This reveals another crucial reference to the notion of the aesthetic field in general, namely Dewey’s Art as Experience [8], to which Abbs later explicitly refers [6] (p. 250). In Deweyan pragmatism, in fact, the aesthetic phenomenon is not equated with the gnoseologically determinable art object. As distinct from the artistic fact, the aesthetic phenomenon is the experiential unfolding of the dynamics by which the operating of art is realized in a given circumstance of experience. What is at issue is not so much the artwork as such, but the aesthetic “working.” Therefore, the notion of field implies the tendency to overcome any form of art-centrism. This latter is based on the idea that it is possible to provide in some way an ontological determination of art, able to consequentially circumscribe the perimeter of aesthetic phenomena as such.

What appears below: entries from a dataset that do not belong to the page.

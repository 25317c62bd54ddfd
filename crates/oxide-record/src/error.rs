//! Error types for the record layer.

use oxide_record_core::{AdapterError, QueryError};
use thiserror::Error;

/// Errors raised by resources and active records.
#[derive(Debug, Error)]
pub enum RecordError {
    /// A model or connection is misconfigured (missing table, unknown engine,
    /// unregistered model).
    #[error("configuration error: {0}")]
    Configuration(String),

    /// Invalid input to a builder operation.
    #[error("validation error: {0}")]
    Validation(String),

    /// `load` was called without an id on an entity that has none.
    #[error("no identifier given and the entity has no primary key value")]
    MissingIdentifier,

    /// The operation requires a loaded entity.
    #[error("entity is not loaded")]
    NotLoaded,

    /// No row matched the identifier.
    #[error("object not found")]
    NotFound,

    /// More than one row matched when exactly one was expected.
    #[error("{0} rows returned when one was expected")]
    MultipleRows(usize),

    /// A write statement failed and its transaction was rolled back.
    #[error("write failed: {source}")]
    Write {
        /// The adapter failure.
        #[source]
        source: AdapterError,
    },

    /// Adapter failure outside a write.
    #[error("adapter error: {0}")]
    Adapter(#[from] AdapterError),
}

impl From<QueryError> for RecordError {
    fn from(error: QueryError) -> Self {
        Self::Validation(error.to_string())
    }
}

/// Result type alias for record operations.
pub type Result<T> = std::result::Result<T, RecordError>;
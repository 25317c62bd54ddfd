//! Query builder and result collection.
//!
//! A [`Resource`] accumulates a [`QueryDescriptor`] for one table, renders it
//! through the adapter's dialect, executes it lazily and caches the hydrated
//! entities until [`Resource::reset`] is called.
//!
//! Builder methods consume and return the resource so they can be chained:
//!
//! ```ignore
//! let mut users = db
//!     .resource::<User>()?
//!     .add_filter("is_active", true)
//!     .add_filter("name", Condition::like("A%"))
//!     .add_order("name", "ASC")?
//!     .add_limit(10, None);
//!
//! for user in users.get_all_items()? {
//!     println!("{:?}", user.get("name"));
//! }
//! ```

use oxide_record_core::query::{JoinKind, OrderDirection};
use oxide_record_core::{
    Adapter, AdapterError, Filter, QueryDescriptor, Row, SqlValue, Statement, ToSqlValue,
};
use tracing::{debug, warn};

use crate::error::{RecordError, Result};
use crate::model::{Model, ResourceDefinition};

/// One element of [`Resource::to_array`].
#[derive(Debug, Clone, PartialEq)]
pub enum Item<'r, M> {
    /// A reference to a cached entity.
    Entity(&'r M),
    /// The entity's fields.
    Row(Row),
}

/// A lazily executed query over the table of `M`.
pub struct Resource<'a, M: Model> {
    adapter: &'a mut dyn Adapter,
    definition: ResourceDefinition,
    query: QueryDescriptor,
    items: Option<Vec<M>>,
}

impl<M: Model> std::fmt::Debug for Resource<'_, M> {
    fn fmt(&self, f: &mut std::fmt::Formatter<'_>) -> std::fmt::Result {
        f.debug_struct("Resource")
            .field("definition", &self.definition)
            .field("query", &self.query)
            .field("fetched", &self.items.as_ref().map(Vec::len))
            .finish_non_exhaustive()
    }
}

impl<'a, M: Model> Resource<'a, M> {
    /// Creates a resource for `definition` on `adapter`.
    ///
    /// # Errors
    ///
    /// Returns [`RecordError::Configuration`] when the table or primary key
    /// name is empty.
    pub fn new(adapter: &'a mut dyn Adapter, definition: ResourceDefinition) -> Result<Self> {
        definition.validate()?;
        let query = QueryDescriptor::new(definition.table());
        Ok(Self {
            adapter,
            definition,
            query,
            items: None,
        })
    }

    /// Table and primary key this resource reads.
    #[must_use]
    pub const fn definition(&self) -> &ResourceDefinition {
        &self.definition
    }

    /// The accumulated query.
    #[must_use]
    pub const fn query(&self) -> &QueryDescriptor {
        &self.query
    }

    /// Table name.
    #[must_use]
    pub fn table(&self) -> &str {
        self.definition.table()
    }

    /// Primary key column name.
    #[must_use]
    pub fn primary_key(&self) -> &str {
        self.definition.primary_key()
    }

    /// Adds a column to the select list.
    #[must_use]
    pub fn add_column_to_select(mut self, column: &str) -> Self {
        self.query.add_column(column);
        self
    }

    /// Adds several columns to the select list.
    #[must_use]
    pub fn add_columns_to_select(mut self, columns: &[&str]) -> Self {
        for column in columns {
            self.query.add_column(column);
        }
        self
    }

    /// Removes a column from the select list.
    #[must_use]
    pub fn remove_column_from_select(mut self, column: &str) -> Self {
        self.query.remove_column(column);
        self
    }

    /// Removes several columns from the select list.
    #[must_use]
    pub fn remove_columns_from_select(mut self, columns: &[&str]) -> Self {
        for column in columns {
            self.query.remove_column(column);
        }
        self
    }

    /// Adds a filter. A bare value filters on equality; a
    /// [`Condition`](oxide_record_core::Condition) with an unknown operator
    /// key is ignored.
    #[must_use]
    pub fn add_filter(mut self, column: &str, filter: impl Into<Filter>) -> Self {
        let filter = filter.into();
        let key = match &filter {
            Filter::Condition(condition) => condition.key().to_string(),
            Filter::Scalar(_) => String::from("eq"),
        };
        if !self.query.add_filter(column, filter) {
            warn!(column = %column, operator = %key, "dropping filter with unknown operator");
        }
        self
    }

    /// Adds a raw expression filter. `{column}` in the template is replaced by
    /// the qualified column and each `?` is bound to the next value.
    ///
    /// # Errors
    ///
    /// Returns [`RecordError::Validation`] when the number of `?` markers does
    /// not match the number of values.
    pub fn add_expression_filter<V: ToSqlValue>(
        mut self,
        column: &str,
        expression: &str,
        values: Vec<V>,
    ) -> Result<Self> {
        self.query.add_expression(column, expression, values)?;
        Ok(self)
    }

    /// Adds an inner join keyed by `alias`.
    #[must_use]
    pub fn add_join(self, (alias, table): (&str, &str), on: &str, columns: &[&str]) -> Self {
        self.join(alias, table, on, columns, JoinKind::Inner)
    }

    /// Adds a left join keyed by `alias`.
    #[must_use]
    pub fn add_left_join(self, (alias, table): (&str, &str), on: &str, columns: &[&str]) -> Self {
        self.join(alias, table, on, columns, JoinKind::Left)
    }

    fn join(
        mut self,
        alias: &str,
        table: &str,
        on: &str,
        columns: &[&str],
        kind: JoinKind,
    ) -> Self {
        self.query.add_join(alias, table, on, columns, kind);
        self
    }

    /// Limits the result. `(count, None)` reads the first `count` rows;
    /// `(offset, Some(count))` skips `offset` rows first.
    #[must_use]
    pub fn add_limit(mut self, first: u64, second: Option<u64>) -> Self {
        self.query.set_limit(first, second);
        self
    }

    /// Orders by `column`. `direction` must be `"ASC"` or `"DESC"`.
    ///
    /// # Errors
    ///
    /// Returns [`RecordError::Validation`] for any other direction.
    pub fn add_order(self, column: &str, direction: &str) -> Result<Self> {
        let direction: OrderDirection = direction.parse()?;
        Ok(self.add_order_by(column, direction))
    }

    /// Orders by `column` with a typed direction.
    #[must_use]
    pub fn add_order_by(mut self, column: &str, direction: OrderDirection) -> Self {
        self.query.add_order(column, direction);
        self
    }

    /// Selects distinct values of `column`.
    #[must_use]
    pub fn add_distinct(mut self, column: &str) -> Self {
        self.query.set_distinct(column);
        self
    }

    /// Groups by `column`.
    #[must_use]
    pub fn add_group_by(mut self, column: &str) -> Self {
        self.query.set_group_by(column);
        self
    }

    /// Asks the dialect to track the row count ignoring the limit, for
    /// dialects that need it at select time.
    #[must_use]
    pub fn calculate_found_rows(mut self) -> Self {
        self.query.set_calc_found_rows(true);
        self
    }

    /// Renders the select with values inlined, for display. Nothing runs.
    #[must_use]
    pub fn get_query(&self) -> String {
        self.to_statement().interpolated()
    }

    /// Renders the parameterized select.
    #[must_use]
    pub fn to_statement(&self) -> Statement {
        self.adapter.dialect().build_select(&self.query)
    }

    /// Renders the parameterized delete for the current filters.
    #[must_use]
    pub fn delete_statement(&self) -> Statement {
        self.adapter.dialect().build_delete(&self.query)
    }

    /// Runs caller-supplied SQL and returns its rows.
    ///
    /// # Errors
    ///
    /// Returns [`RecordError::Adapter`] if the adapter fails.
    pub fn execute(&mut self, sql: &str) -> Result<Vec<Row>> {
        let statement = Statement::prepare(sql);
        debug!(sql = %statement.sql(), "executing raw query");
        Ok(self.adapter.query(&statement)?)
    }

    /// Deletes every row matching the current filters and returns the number
    /// of rows removed.
    ///
    /// # Errors
    ///
    /// Returns [`RecordError::Adapter`] if the adapter fails.
    pub fn delete(&mut self) -> Result<u64> {
        let statement = self.delete_statement();
        debug!(sql = %statement.sql(), params = statement.params().len(), "deleting rows");
        let result = self.adapter.execute(&statement)?;
        Ok(result.rows_affected)
    }

    /// Fetches the rows once and returns the cached entities.
    ///
    /// # Errors
    ///
    /// Returns [`RecordError::Adapter`] if the query fails.
    pub fn get_all_items(&mut self) -> Result<&[M]> {
        if self.items.is_none() {
            let statement = self.to_statement();
            debug!(
                table = %self.definition.table(),
                sql = %statement.sql(),
                params = statement.params().len(),
                "fetching rows"
            );
            let rows = self.adapter.query(&statement)?;
            let items = rows
                .into_iter()
                .map(|row| {
                    let mut item = M::default();
                    item.record_mut().hydrate(row);
                    item
                })
                .collect();
            self.items = Some(items);
        }
        Ok(self.items.as_deref().unwrap_or_default())
    }

    /// Number of fetched entities.
    ///
    /// # Errors
    ///
    /// Returns [`RecordError::Adapter`] if the query fails.
    pub fn count(&mut self) -> Result<usize> {
        Ok(self.get_all_items()?.len())
    }

    /// Returns the entity at `index`, if any.
    ///
    /// # Errors
    ///
    /// Returns [`RecordError::Adapter`] if the query fails.
    pub fn get_item_by_index(&mut self, index: usize) -> Result<Option<&M>> {
        Ok(self.get_all_items()?.get(index))
    }

    /// Returns the first entity, if any.
    ///
    /// # Errors
    ///
    /// Returns [`RecordError::Adapter`] if the query fails.
    pub fn get_first_item(&mut self) -> Result<Option<&M>> {
        self.get_item_by_index(0)
    }

    /// Projects one field across every entity. Entities without the field
    /// yield [`SqlValue::Null`].
    ///
    /// # Errors
    ///
    /// Returns [`RecordError::Adapter`] if the query fails.
    pub fn get_column(&mut self, name: &str) -> Result<Vec<SqlValue>> {
        Ok(self
            .get_all_items()?
            .iter()
            .map(|item| item.record().get(name).cloned().unwrap_or(SqlValue::Null))
            .collect())
    }

    /// Returns the entities, or their field maps when `recursive` is set.
    ///
    /// # Errors
    ///
    /// Returns [`RecordError::Adapter`] if the query fails.
    pub fn to_array(&mut self, recursive: bool) -> Result<Vec<Item<'_, M>>> {
        let items = self.get_all_items()?;
        Ok(items
            .iter()
            .map(|item| {
                if recursive {
                    Item::Row(item.record().data().clone())
                } else {
                    Item::Entity(item)
                }
            })
            .collect())
    }

    /// Returns the fetched rows as a JSON array of objects.
    ///
    /// # Errors
    ///
    /// Returns [`RecordError::Adapter`] if the query fails and
    /// [`RecordError::Validation`] if a row cannot be serialized.
    pub fn to_json(&mut self) -> Result<serde_json::Value> {
        let rows: Vec<&Row> = self
            .get_all_items()?
            .iter()
            .map(|item| item.record().data())
            .collect();
        serde_json::to_value(rows).map_err(|e| RecordError::Validation(e.to_string()))
    }

    /// Fetches and hands over the entities.
    ///
    /// # Errors
    ///
    /// Returns [`RecordError::Adapter`] if the query fails.
    pub fn into_items(mut self) -> Result<Vec<M>> {
        self.get_all_items()?;
        Ok(self.items.take().unwrap_or_default())
    }

    /// Fetches, then asks the database how many rows the query matches
    /// without its limit.
    ///
    /// # Errors
    ///
    /// Returns [`RecordError::Adapter`] if either query fails or the count
    /// cannot be read.
    pub fn get_total_rows(&mut self) -> Result<u64> {
        self.get_all_items()?;

        let dialect = self.adapter.dialect();
        let column = dialect.total_rows_column();
        let statement = dialect.build_total_rows(&self.query);
        debug!(sql = %statement.sql(), "counting total rows");

        let rows = self.adapter.query(&statement)?;
        let total = rows
            .first()
            .and_then(|row| row.get(column))
            .and_then(SqlValue::as_i64)
            .ok_or_else(|| {
                AdapterError::Decode(format!("missing {column} column in count result"))
            })?;
        u64::try_from(total).map_err(|e| AdapterError::Decode(e.to_string()).into())
    }

    /// Drops the cached entities so the next read fetches again. The query
    /// itself is kept.
    pub fn reset(&mut self) {
        self.items = None;
        self.adapter.cleanup();
    }

    /// Whether rows have been fetched since creation or the last reset.
    #[must_use]
    pub const fn is_fetched(&self) -> bool {
        self.items.is_some()
    }
}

On the other hand, from the standpoint of the field, even the most sublime artefact is nothing more than the manifestation of energies that run through an experiential surrounding even beyond their concretization in an ontologically determinable object. In other words, the concept of field in aesthetics implies the subordination of ontology to phenomenology, going in the opposite direction to the traditional modern approach, aimed at determination of the “what” and therefore driven by the primacy of judgment over experience, and propositional discreteness over the density of sensuousness.
The Deweyan component of the notion of field in aesthetics is also expressed in a further passage, where Abbs pays attention to the importance of the medium, exactly as it famously happens in Dewey’s Art as Experience:
The medium, it is worth observing, is not a neutral space through which the creative act passes; it is rather the tangible material which makes the act possible and, as tangible material, it has its own character, inviting certain movements of the art-maker, resisting or confounding others. The material also carries with it a history, a repertoire of previous uses, of working conventions, of established connections and meanings, both covert and hidden. In engaging with the material, the art maker thus engages both consciously and unconsciously with tradition, with the forms already used and the modes and the techniques those forms have employed and passed on
[6] (pp. 249–250).
Actually, in addition to the centrality of the medium, it seems evident here that the notion of field allows us to modify another thesis that has often been detrimental to aesthetics. The material is not, aesthetically, inert material. This means that it is not the receptacle of forms that can be attributed exclusively to subjectivity, whether empirical or transcendental. The material medium articulates within itself horizons of possible curvatures, lines of energy, with which the so-called subject is engaged, or rather—as I would rather say—“colluded.” One must know how to play with the material if one wants to draw expressive efficacy from it as an unfolding of the energy that informs the material itself. This energy endowment is the same historical foundation of a material a priori that is sedimented precisely as an aesthetic field, by setting the margins of concrete possibility within which the effective moves—and only these ones are allowed, and therefore a criterion for what is right or wrong when carrying out the phenomenal process.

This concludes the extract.